Barbarians at Higher Education's Gates
Phony degree scams offer a sheepskin equivalent of the emporer's new clothes.
For example, there's BackAlleyPress.com. Its spiel? "Our novelty diplomas are designed to look 100% authentic! We produce over 1,000 replica novelty degrees, diplomas, and transcripts from universities all around the world. Our designers have gone through painstaking efforts to try to make each of our documents look as exact as possible. Each document is customized and printed individually to your specifications, including degree, major, and school." Last year a reporter wrote of obtaining a Harvard diploma and transcript from BackAlley's Thailand office. Printing, the reporter said, was done by the Shun Luen Company of Shenzhen, China. A check of the internet as this was written found BackAlley still alive and kicking.
Lest some potential customers are too dumb or ignorant to track down a website on their own, the fraud merchants are reaching out on e-mail. This writer received the following exclamation-laden e-mail message in early summer:
Other e-mails arrived at about the same time, each bearing substantially the same message but with differing phone numbers. My associate called two of these numbers. Dialing the first, despite the promise of "24 hours" availability, resulted in a recorded message that the number was no longer in service. The second number led her into a voicemail box, requesting her name and number and promising a return call. The call came about a week later.
The caller identified himself as representing "Haywood University" in London. He offered my associate a "beautiful diploma" for $2,000, with a $500 discount if she "signed up right now." The diploma would be delivered within 10 days of receipt of payment.
Diploma mills are rampant on the internet and in nations with weak or nonexistent regulation.How could she qualify for this "beautiful diploma?" she inquired. The degree would be based upon her work experience. "You create the credentials." But what sort of degree would it be? What field of expertise should she claim? "Are you a reporter?" he asked at this point. The discussion was ended soon after that.
A search of the name "Haywood University" produced two "Sponsored Sites." Both "www.e-degrees.org" and "www.internetcolleges.org" were compilations of online higher-education organizations, organized by the states where their services are available.

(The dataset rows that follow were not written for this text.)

//! Job state machine on top of a [`JobRepository`].
//!
//! Every mutation follows load → decide → compare-and-swap. A lost race is
//! retried against the fresh row, so the decision is always re-validated
//! against the state another worker left behind.

use std::sync::Arc;

use chrono::{DateTime, Duration, Utc};
use tracing::{debug, info, warn};
use uuid::Uuid;

use crate::error::QueueError;
use crate::job::{Job, JobFilter, JobProgress, JobState, NewJob, QueueStats};
use crate::repository::JobRepository;

/// How many times a transition is retried after losing a CAS race.
const MAX_CAS_RETRIES: usize = 8;

/// Candidates fetched per claim round.
const CLAIM_BATCH: usize = 16;

/// Default age after which a RUNNING job counts as stuck.
pub fn default_stale_after() -> Duration {
    Duration::hours(1)
}

#[derive(Clone)]
pub struct WorkQueue {
    repo: Arc<dyn JobRepository>,
    default_max_attempts: i32,
    stale_after: Duration,
}

impl WorkQueue {
    pub fn new(repo: Arc<dyn JobRepository>) -> Self {
        Self {
            repo,
            default_max_attempts: 3,
            stale_after: default_stale_after(),
        }
    }

    pub fn from_config(repo: Arc<dyn JobRepository>, cfg: &evgate_core::config::QueueConfig) -> Self {
        Self {
            repo,
            default_max_attempts: cfg.default_max_attempts.max(1),
            stale_after: Duration::seconds(cfg.stale_after_secs as i64),
        }
    }

    pub fn with_stale_after(mut self, stale_after: Duration) -> Self {
        self.stale_after = stale_after;
        self
    }

    pub fn stale_after(&self) -> Duration {
        self.stale_after
    }

    pub fn repository(&self) -> &Arc<dyn JobRepository> {
        &self.repo
    }

    // ── Creation and queries ────────────────────────────────────────

    pub async fn enqueue(&self, new: NewJob) -> Result<Job, QueueError> {
        self.enqueue_at(new, Utc::now()).await
    }

    pub async fn enqueue_at(&self, new: NewJob, now: DateTime<Utc>) -> Result<Job, QueueError> {
        let max_attempts = new.max_attempts.unwrap_or(self.default_max_attempts);
        if max_attempts < 1 {
            return Err(QueueError::Invalid(format!(
                "max_attempts must be at least 1, got {}",
                max_attempts
            )));
        }
        let job = Job {
            id: Uuid::new_v4(),
            job_type: new.job_type,
            refs: new.refs,
            state: JobState::Pending,
            priority: new.priority.unwrap_or(0),
            attempt_count: 0,
            max_attempts,
            progress: JobProgress::default(),
            last_error: None,
            created_at: now,
            started_at: None,
            completed_at: None,
            updated_at: now,
            version: 0,
        };
        self.repo.insert(&job).await?;
        info!(
            job_id = %job.id,
            job_type = %job.job_type,
            priority = job.priority,
            max_attempts = job.max_attempts,
            "job enqueued"
        );
        Ok(job)
    }

    pub async fn get(&self, id: Uuid) -> Result<Job, QueueError> {
        self.repo.load(id).await?.ok_or(QueueError::NotFound(id))
    }

    pub async fn list(&self, filter: &JobFilter) -> Result<Vec<Job>, QueueError> {
        self.repo.list(filter).await
    }

    /// Highest-priority PENDING job with attempts left, oldest first within
    /// a priority. Does not claim it.
    pub async fn next_pending(&self) -> Result<Option<Job>, QueueError> {
        Ok(self.repo.pending_candidates(1).await?.into_iter().next())
    }

    pub async fn stats(&self) -> Result<QueueStats, QueueError> {
        Ok(QueueStats::from_counts(self.repo.count_by_state().await?))
    }

    // ── Transitions ─────────────────────────────────────────────────

    pub async fn mark_running(&self, id: Uuid) -> Result<Job, QueueError> {
        self.mark_running_at(id, Utc::now()).await
    }

    /// PENDING → RUNNING. The attempt is counted here, on entry.
    pub async fn mark_running_at(&self, id: Uuid, now: DateTime<Utc>) -> Result<Job, QueueError> {
        let job = self.transition(id, "start", now, |job| start_attempt(job, now)).await?;
        info!(job_id = %id, attempt = job.attempt_count, max_attempts = job.max_attempts, "job running");
        Ok(job)
    }

    /// Select and claim the next job in one step. Losing a race on one
    /// candidate moves on to the next.
    pub async fn claim_next(&self) -> Result<Option<Job>, QueueError> {
        self.claim_next_at(Utc::now()).await
    }

    pub async fn claim_next_at(&self, now: DateTime<Utc>) -> Result<Option<Job>, QueueError> {
        for _ in 0..MAX_CAS_RETRIES {
            let candidates = self.repo.pending_candidates(CLAIM_BATCH).await?;
            if candidates.is_empty() {
                return Ok(None);
            }
            for candidate in candidates {
                let next = match start_attempt(&candidate, now) {
                    Ok(next) => next,
                    Err(_) => continue,
                };
                let next = stamp(next, &candidate, now);
                if self.repo.compare_and_swap(candidate.version, &next).await? {
                    info!(
                        job_id = %next.id,
                        job_type = %next.job_type,
                        attempt = next.attempt_count,
                        "job claimed"
                    );
                    return Ok(Some(next));
                }
                debug!(job_id = %candidate.id, "claim lost to another worker");
            }
        }
        Ok(None)
    }

    /// Overwrite the checkpoint. No state change.
    pub async fn update_progress(&self, id: Uuid, progress: JobProgress) -> Result<Job, QueueError> {
        self.transition(id, "checkpoint", Utc::now(), |job| {
            if job.state.is_terminal() {
                return Err(invalid(job, "checkpoint"));
            }
            let mut next = job.clone();
            next.progress = progress.clone();
            Ok(next)
        })
        .await
    }

    /// RUNNING → COMPLETED.
    pub async fn mark_completed(&self, id: Uuid) -> Result<Job, QueueError> {
        let now = Utc::now();
        let job = self
            .transition(id, "complete", now, |job| {
                require(job, &[JobState::Running], "complete")?;
                let mut next = job.clone();
                next.state = JobState::Completed;
                next.completed_at = Some(now);
                Ok(next)
            })
            .await?;
        info!(job_id = %id, attempts = job.attempt_count, "job completed");
        Ok(job)
    }

    /// RUNNING → PENDING when attempts remain, otherwise RUNNING → FAILED.
    pub async fn mark_failed(&self, id: Uuid, error: &str) -> Result<Job, QueueError> {
        let now = Utc::now();
        let job = self
            .transition(id, "fail", now, |job| {
                require(job, &[JobState::Running], "fail")?;
                let mut next = job.clone();
                next.last_error = Some(error.to_string());
                if job.has_attempts_left() {
                    next.state = JobState::Pending;
                } else {
                    next.state = JobState::Failed;
                    next.completed_at = Some(now);
                }
                Ok(next)
            })
            .await?;
        match job.state {
            JobState::Failed => warn!(
                job_id = %id,
                attempts = job.attempt_count,
                error = %error,
                "job failed permanently"
            ),
            _ => warn!(
                job_id = %id,
                attempt = job.attempt_count,
                max_attempts = job.max_attempts,
                error = %error,
                "job attempt failed, will retry"
            ),
        }
        Ok(job)
    }

    /// RUNNING → PAUSED. The handler notices at its next checkpoint.
    pub async fn pause(&self, id: Uuid) -> Result<Job, QueueError> {
        let job = self
            .transition(id, "pause", Utc::now(), |job| {
                require(job, &[JobState::Running], "pause")?;
                let mut next = job.clone();
                next.state = JobState::Paused;
                Ok(next)
            })
            .await?;
        info!(job_id = %id, "job paused");
        Ok(job)
    }

    /// PAUSED → PENDING. Keeps the checkpoint so the next attempt resumes.
    pub async fn resume(&self, id: Uuid) -> Result<Job, QueueError> {
        let job = self
            .transition(id, "resume", Utc::now(), |job| {
                require(job, &[JobState::Paused], "resume")?;
                let mut next = job.clone();
                next.state = JobState::Pending;
                Ok(next)
            })
            .await?;
        info!(job_id = %id, "job resumed");
        Ok(job)
    }

    pub async fn cancel(&self, id: Uuid) -> Result<Job, QueueError> {
        let now = Utc::now();
        let job = self
            .transition(id, "cancel", now, |job| {
                require(
                    job,
                    &[JobState::Pending, JobState::Running, JobState::Paused],
                    "cancel",
                )?;
                let mut next = job.clone();
                next.state = JobState::Cancelled;
                next.completed_at = Some(now);
                Ok(next)
            })
            .await?;
        info!(job_id = %id, "job cancelled");
        Ok(job)
    }

    // ── Crash recovery ──────────────────────────────────────────────

    pub async fn stuck_running_jobs(&self, stale_after: Duration) -> Result<Vec<Job>, QueueError> {
        self.stuck_running_jobs_at(stale_after, Utc::now()).await
    }

    /// RUNNING jobs whose current attempt started more than `stale_after` ago.
    pub async fn stuck_running_jobs_at(
        &self,
        stale_after: Duration,
        now: DateTime<Utc>,
    ) -> Result<Vec<Job>, QueueError> {
        let cutoff = now - stale_after;
        let running = self.repo.list(&JobFilter::state(JobState::Running)).await?;
        Ok(running
            .into_iter()
            .filter(|j| j.started_at.map_or(true, |s| s < cutoff))
            .collect())
    }

    pub async fn reset_stuck_jobs(&self) -> Result<usize, QueueError> {
        self.reset_stuck_jobs_at(Utc::now()).await
    }

    /// Return stuck jobs with attempts left to PENDING. Stuck jobs that have
    /// used every attempt stay RUNNING for an operator to inspect.
    pub async fn reset_stuck_jobs_at(&self, now: DateTime<Utc>) -> Result<usize, QueueError> {
        let stuck = self.stuck_running_jobs_at(self.stale_after, now).await?;
        let mut reset = 0;
        for job in stuck {
            if !job.has_attempts_left() {
                warn!(
                    job_id = %job.id,
                    attempts = job.attempt_count,
                    "stuck job has no attempts left, leaving as running"
                );
                continue;
            }
            let started_at = job.started_at;
            let result = self
                .transition(job.id, "reset", now, |current| {
                    require(current, &[JobState::Running], "reset")?;
                    if current.started_at != started_at || !current.has_attempts_left() {
                        return Err(invalid(current, "reset"));
                    }
                    let mut next = current.clone();
                    next.state = JobState::Pending;
                    next.last_error = Some("reset after stalled attempt".into());
                    Ok(next)
                })
                .await;
            match result {
                Ok(_) => {
                    reset += 1;
                    info!(job_id = %job.id, attempt = job.attempt_count, "stuck job reset to pending");
                }
                // The job moved on since it was listed.
                Err(QueueError::InvalidTransition { .. }) | Err(QueueError::Conflict(_)) => {}
                Err(e) => return Err(e),
            }
        }
        Ok(reset)
    }

    // ── Internals ───────────────────────────────────────────────────

    async fn transition<F>(
        &self,
        id: Uuid,
        op: &'static str,
        now: DateTime<Utc>,
        decide: F,
    ) -> Result<Job, QueueError>
    where
        F: Fn(&Job) -> Result<Job, QueueError> + Send + Sync,
    {
        for _ in 0..MAX_CAS_RETRIES {
            let current = self.get(id).await?;
            let next = stamp(decide(&current)?, &current, now);
            if self.repo.compare_and_swap(current.version, &next).await? {
                return Ok(next);
            }
            debug!(job_id = %id, op, "compare-and-swap lost, retrying");
        }
        Err(QueueError::Conflict(id))
    }
}

fn stamp(mut next: Job, current: &Job, now: DateTime<Utc>) -> Job {
    next.version = current.version + 1;
    next.updated_at = now;
    next
}

fn start_attempt(job: &Job, now: DateTime<Utc>) -> Result<Job, QueueError> {
    require(job, &[JobState::Pending], "start")?;
    if !job.has_attempts_left() {
        return Err(QueueError::Invalid(format!(
            "job {} has used all {} attempts",
            job.id, job.max_attempts
        )));
    }
    let mut next = job.clone();
    next.state = JobState::Running;
    next.attempt_count += 1;
    next.started_at = Some(now);
    Ok(next)
}

fn require(job: &Job, allowed: &[JobState], op: &'static str) -> Result<(), QueueError> {
    if allowed.contains(&job.state) {
        Ok(())
    } else {
        Err(invalid(job, op))
    }
}

fn invalid(job: &Job, op: &'static str) -> QueueError {
    QueueError::InvalidTransition {
        id: job.id,
        from: job.state,
        op,
    }
}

The first of these sites says, "If you are interested in attending an online college you have come to the right place. We have identified the best ones in each state." The list of "Featured Schools" didn't include a Haywood University. And, in fact, a Netscape search of "English Universities" also failed to turn up a Haywood University. A Google search came back with the query, "Did you mean 'hayward university'?"
In short, if a Haywood University exists outside of cyberspace and the telephone lines, we couldn't find it.
Backalley.com and Haywood U. are only the most brazen of the barbarians massing at the gates of higher education's ivory towers. Unaccredited schools at all levels of legitimacy--or illegitimacy--comprise the less menacing bulk of this barbarian horde. They are rampaging not only on the internet, but in nations such as India, where regulation of higher education is weak or nonexistent.
In a world teeming with billions of "Spare Parts and Broken Hearts," to borrow a Bruce Springsteen tune title, the desperately unqualified will turn to these diploma mills for their sheepskin equivalents of the emperor's new clothes. When they do, they are not the only victims of such scams.
Cristovam Buarque, Brazil's minister of education, recently said, "In the face of [global] upheavals, the university still represents the intellectual heritage [that makes it] the most appropriate and prepared place to guide the future of humanity." Stirring words, but true only if the global network of legitimate colleges and universities protects and defends its integrity and reputation against the barbarians at our gates.